The new Competition and Markets Authority today took up its role. In this guest post, chief exec Alex Chisholm sets out what the CMA wants to do for consumers, including investigating the energy and banking markets.
We’re all better off when companies have to compete for customers. It means that they have to develop new and better products, keep down prices and treat customers better, and run their businesses more efficiently.
It means that businesses and Government can get better deals from other businesses, whether they’re buying goods or building schools. Added together, this all means important benefits for consumers and the economy as a whole.
That’s why the CMA’s role in protecting and encouraging competition in markets is vital.
Changing markets for the better
We investigate markets that aren’t working well, and have strong powers to change them for the better. We investigate firms and individuals who are breaking competition law, and can impose penalties up to and including prison sentences for the worst abuses.

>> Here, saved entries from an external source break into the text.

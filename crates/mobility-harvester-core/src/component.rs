//! The three component roles and their invocation contracts.
//!
//! ```text
//!  Collector ──run()──────────────────────────▶ Payload
//!  Harvester ──run(HarvestInput)──────────────▶ HarvestOutput
//!  Handler   ──run(Params, &HandlerContext)───▶ Option<Payload>
//! ```
//!
//! Implementations are built once at startup by the application's
//! registry and held as `Arc<dyn …>` inside [`Component`]. They never see
//! each other: collectors and harvesters exchange data only through the
//! store, and handlers get a read-only view of it.

use std::collections::{BTreeMap, HashMap};
use std::fmt;
use std::str::FromStr;
use std::sync::Arc;

use async_trait::async_trait;
use serde::Serialize;
use thiserror::Error;

use crate::models::{Payload, Record, StoredItem};
use crate::store::{ItemQuery, Store, StoreError};

/// Which contract a configured component fulfils.
#[derive(Debug, Clone, Copy, PartialEq, Eq, Hash, PartialOrd, Ord, Serialize)]
#[serde(rename_all = "lowercase")]
pub enum Role {
    Collector,
    Harvester,
    Handler,
}

impl Role {
    pub fn as_str(self) -> &'static str {
        match self {
            Role::Collector => "collector",
            Role::Harvester => "harvester",
            Role::Handler => "handler",
        }
    }
}

impl fmt::Display for Role {
    fn fmt(&self, f: &mut fmt::Formatter<'_>) -> fmt::Result {
        f.write_str(self.as_str())
    }
}

// ═══════════════════════════════════════════════════════════════════════
// Collector
// ═══════════════════════════════════════════════════════════════════════

/// Fetches one payload per invocation. No inputs, no partial results.
///
/// The runner checks the returned payload against the collection's
/// declared kind and stores it at the current Unix second.
#[async_trait]
pub trait Collector: Send + Sync {
    async fn run(&self) -> anyhow::Result<Payload>;
}

// ═══════════════════════════════════════════════════════════════════════
// Harvester
// ═══════════════════════════════════════════════════════════════════════

/// Rows of one dependency as of the reference timestamp.
#[derive(Debug, Clone, PartialEq)]
pub enum DependencyRows {
    /// `dependencies_limit == 1`: the latest row, always present.
    Snapshot(Record),
    /// Up to `limit` rows in chronological order, possibly empty.
    History(Vec<Record>),
}

impl DependencyRows {
    /// Most recent row, if any.
    pub fn latest(&self) -> Option<&Record> {
        match self {
            DependencyRows::Snapshot(record) => Some(record),
            DependencyRows::History(rows) => rows.last(),
        }
    }

    pub fn records(&self) -> &[Record] {
        match self {
            DependencyRows::Snapshot(record) => std::slice::from_ref(record),
            DependencyRows::History(rows) => rows,
        }
    }
}

/// Everything one harvester step hands to its transform.
#[derive(Debug, Clone, PartialEq)]
pub struct HarvestInput {
    /// Timestamp the single output is stored at.
    pub reference_timestamp: i64,
    /// Source rows of the window, oldest first.
    pub source: Vec<Record>,
    /// Keyed by the dependency's full component name.
    pub dependencies: BTreeMap<String, DependencyRows>,
}

/// What a harvester produced.
#[derive(Debug, Clone, PartialEq)]
pub enum HarvestOutput {
    /// Computed, but nothing to say. Still persisted.
    Nothing,
    One(Payload),
    /// One entry per source row, for `multiple_results` harvesters.
    Many(Vec<Option<Payload>>),
}

/// Transforms a window of source rows into derived output.
///
/// Must be deterministic for identical inputs: a step that returns
/// [`HarvestOutput::Nothing`] still counts as progress.
#[async_trait]
pub trait Harvester: Send + Sync {
    async fn run(&self, input: HarvestInput) -> anyhow::Result<HarvestOutput>;
}

// ═══════════════════════════════════════════════════════════════════════
// Handler
// ═══════════════════════════════════════════════════════════════════════

#[derive(Debug, Error, PartialEq, Eq)]
pub enum ParamError {
    #[error("unknown parameter type '{0}' (expected int, float, bool or str)")]
    UnknownType(String),
    #[error("unknown parameter '{0}'")]
    Unknown(String),
    #[error("missing required parameter '{0}'")]
    Missing(String),
    #[error("parameter '{name}' expects {expected}, got '{value}'")]
    Malformed {
        name: String,
        expected: ParamType,
        value: String,
    },
    /// Well-typed, but outside what the handler accepts. Raised by handlers
    /// and answered like the other parameter errors.
    #[error("parameter '{name}' must be {allowed}, got '{value}'")]
    OutOfRange {
        name: String,
        allowed: String,
        value: String,
    },
}

#[derive(Debug, Clone, Copy, PartialEq, Eq)]
pub enum ParamType {
    Int,
    Float,
    Bool,
    Str,
}

impl fmt::Display for ParamType {
    fn fmt(&self, f: &mut fmt::Formatter<'_>) -> fmt::Result {
        f.write_str(match self {
            ParamType::Int => "int",
            ParamType::Float => "float",
            ParamType::Bool => "bool",
            ParamType::Str => "str",
        })
    }
}

/// One declared query parameter, e.g. `"int?"`.
#[derive(Debug, Clone, Copy, PartialEq, Eq)]
pub struct ParamSpec {
    pub ty: ParamType,
    pub optional: bool,
}

impl FromStr for ParamSpec {
    type Err = ParamError;

    fn from_str(s: &str) -> Result<Self, Self::Err> {
        let (base, optional) = match s.strip_suffix('?') {
            Some(base) => (base, true),
            None => (s, false),
        };
        let ty = match base {
            "int" => ParamType::Int,
            "float" => ParamType::Float,
            "bool" => ParamType::Bool,
            "str" => ParamType::Str,
            other => return Err(ParamError::UnknownType(other.to_string())),
        };
        Ok(ParamSpec { ty, optional })
    }
}

#[derive(Debug, Clone, PartialEq)]
pub enum ParamValue {
    Int(i64),
    Float(f64),
    Bool(bool),
    Str(String),
}

impl ParamValue {
    fn parse(name: &str, ty: ParamType, raw: &str) -> Result<Self, ParamError> {
        let malformed = || ParamError::Malformed {
            name: name.to_string(),
            expected: ty,
            value: raw.to_string(),
        };
        match ty {
            ParamType::Int => raw.parse().map(ParamValue::Int).map_err(|_| malformed()),
            ParamType::Float => raw
                .parse::<f64>()
                .ok()
                .filter(|f| f.is_finite())
                .map(ParamValue::Float)
                .ok_or_else(malformed),
            ParamType::Bool => match raw.to_ascii_lowercase().as_str() {
                "true" | "1" | "yes" => Ok(ParamValue::Bool(true)),
                "false" | "0" | "no" => Ok(ParamValue::Bool(false)),
                _ => Err(malformed()),
            },
            ParamType::Str => Ok(ParamValue::Str(raw.to_string())),
        }
    }
}

/// Validated, typed query parameters.
#[derive(Debug, Clone, Default, PartialEq)]
pub struct Params(BTreeMap<String, ParamValue>);

impl Params {
    /// Check raw query-string pairs against the declared parameters.
    ///
    /// Unknown names, missing required names and values that do not
    /// parse as the declared type are all rejected.
    pub fn validate(
        declared: &BTreeMap<String, ParamSpec>,
        raw: &HashMap<String, String>,
    ) -> Result<Self, ParamError> {
        let mut unknown: Vec<&String> = raw.keys().filter(|k| !declared.contains_key(*k)).collect();
        unknown.sort();
        if let Some(name) = unknown.first() {
            return Err(ParamError::Unknown((*name).clone()));
        }

        let mut values = BTreeMap::new();
        for (name, spec) in declared {
            match raw.get(name) {
                Some(value) => {
                    values.insert(name.clone(), ParamValue::parse(name, spec.ty, value)?);
                }
                None if spec.optional => {}
                None => return Err(ParamError::Missing(name.clone())),
            }
        }
        Ok(Params(values))
    }

    pub fn get(&self, name: &str) -> Option<&ParamValue> {
        self.0.get(name)
    }

    pub fn int(&self, name: &str) -> Option<i64> {
        match self.0.get(name) {
            Some(ParamValue::Int(v)) => Some(*v),
            _ => None,
        }
    }

    pub fn float(&self, name: &str) -> Option<f64> {
        match self.0.get(name) {
            Some(ParamValue::Float(v)) => Some(*v),
            Some(ParamValue::Int(v)) => Some(*v as f64),
            _ => None,
        }
    }

    pub fn bool(&self, name: &str) -> Option<bool> {
        match self.0.get(name) {
            Some(ParamValue::Bool(v)) => Some(*v),
            _ => None,
        }
    }

    pub fn str(&self, name: &str) -> Option<&str> {
        match self.0.get(name) {
            Some(ParamValue::Str(v)) => Some(v),
            _ => None,
        }
    }
}

/// Read-only view of the store handed to handlers.
#[derive(Clone)]
pub struct HandlerContext {
    store: Arc<dyn Store>,
}

impl HandlerContext {
    pub fn new(store: Arc<dyn Store>) -> Self {
        Self { store }
    }

    pub async fn query(
        &self,
        collection: &str,
        query: &ItemQuery,
    ) -> Result<Vec<StoredItem>, StoreError> {
        self.store.query(collection, query).await
    }

    pub async fn latest(&self, collection: &str) -> Result<Option<StoredItem>, StoreError> {
        self.store.latest(collection).await
    }
}

/// Serves one named query over stored collections.
#[async_trait]
pub trait Handler: Send + Sync {
    /// `Ok(None)` means "nothing here" and is answered with 404.
    async fn run(&self, params: &Params, ctx: &HandlerContext) -> anyhow::Result<Option<Payload>>;
}

/// A built component: the closed set of roles.
#[derive(Clone)]
pub enum Component {
    Collector(Arc<dyn Collector>),
    Harvester(Arc<dyn Harvester>),
    Handler(Arc<dyn Handler>),
}

impl Component {
    pub fn role(&self) -> Role {
        match self {
            Component::Collector(_) => Role::Collector,
            Component::Harvester(_) => Role::Harvester,
            Component::Handler(_) => Role::Handler,
        }
    }
}

#[cfg(test)]
mod tests {
    use super::*;

    fn declared() -> BTreeMap<String, ParamSpec> {
        [
            ("start", "int?"),
            ("limit", "int"),
            ("ratio", "float?"),
            ("full", "bool?"),
            ("line", "str?"),
        ]
        .into_iter()
        .map(|(k, v)| (k.to_string(), v.parse().unwrap()))
        .collect()
    }

    fn raw(pairs: &[(&str, &str)]) -> HashMap<String, String> {
        pairs
            .iter()
            .map(|(k, v)| (k.to_string(), v.to_string()))
            .collect()
    }

    #[test]
    fn test_param_spec_parsing() {
        assert_eq!(
            "int?".parse::<ParamSpec>(),
            Ok(ParamSpec {
                ty: ParamType::Int,
                optional: true
            })
        );
        assert_eq!(
            "str".parse::<ParamSpec>(),
            Ok(ParamSpec {
                ty: ParamType::Str,
                optional: false
            })
        );
        assert_eq!(
            "date".parse::<ParamSpec>(),
            Err(ParamError::UnknownType("date".into()))
        );
    }

    #[test]
    fn test_valid_params_are_typed() {
        let params = Params::validate(
            &declared(),
            &raw(&[("limit", "10"), ("ratio", "0.5"), ("full", "true"), ("line", "12")]),
        )
        .unwrap();
        assert_eq!(params.int("limit"), Some(10));
        assert_eq!(params.int("start"), None);
        assert_eq!(params.float("ratio"), Some(0.5));
        assert_eq!(params.bool("full"), Some(true));
        assert_eq!(params.str("line"), Some("12"));
    }

    #[test]
    fn test_unknown_missing_and_malformed_are_rejected() {
        assert_eq!(
            Params::validate(&declared(), &raw(&[("limit", "1"), ("bogus", "x")])),
            Err(ParamError::Unknown("bogus".into()))
        );
        assert_eq!(
            Params::validate(&declared(), &raw(&[])),
            Err(ParamError::Missing("limit".into()))
        );
        assert!(matches!(
            Params::validate(&declared(), &raw(&[("limit", "ten")])),
            Err(ParamError::Malformed { .. })
        ));
        assert!(matches!(
            Params::validate(&declared(), &raw(&[("limit", "1"), ("full", "maybe")])),
            Err(ParamError::Malformed { .. })
        ));
        assert!(matches!(
            Params::validate(&declared(), &raw(&[("limit", "1"), ("ratio", "NaN")])),
            Err(ParamError::Malformed { .. })
        ));
    }

    #[test]
    fn test_dependency_rows_latest() {
        let row = |ts| Record {
            timestamp: ts,
            payload: None,
        };
        assert_eq!(DependencyRows::Snapshot(row(3)).latest().unwrap().timestamp, 3);
        let history = DependencyRows::History(vec![row(1), row(2)]);
        assert_eq!(history.latest().unwrap().timestamp, 2);
        assert_eq!(history.records().len(), 2);
        assert!(DependencyRows::History(vec![]).latest().is_none());
    }
}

We ensure that companies’ plans to merge don’t lead to significant reductions in competition. And working with partners like Trading Standards services, Citizens Advice and Which?, we use consumer law where widespread market practices mean that consumers can’t make informed choices.
Banking and energy competition
We’ve taken up our role with two of the most important markets high on the agenda – banking and energy.
You may well have seen that Ofgem has provisionally decided to refer the market for energy to us for a full competition inquiry, after a joint Ofgem/OFT/CMA assessment found weak competition between larger suppliers, low customer trust and engagement, and barriers to entry and expansion.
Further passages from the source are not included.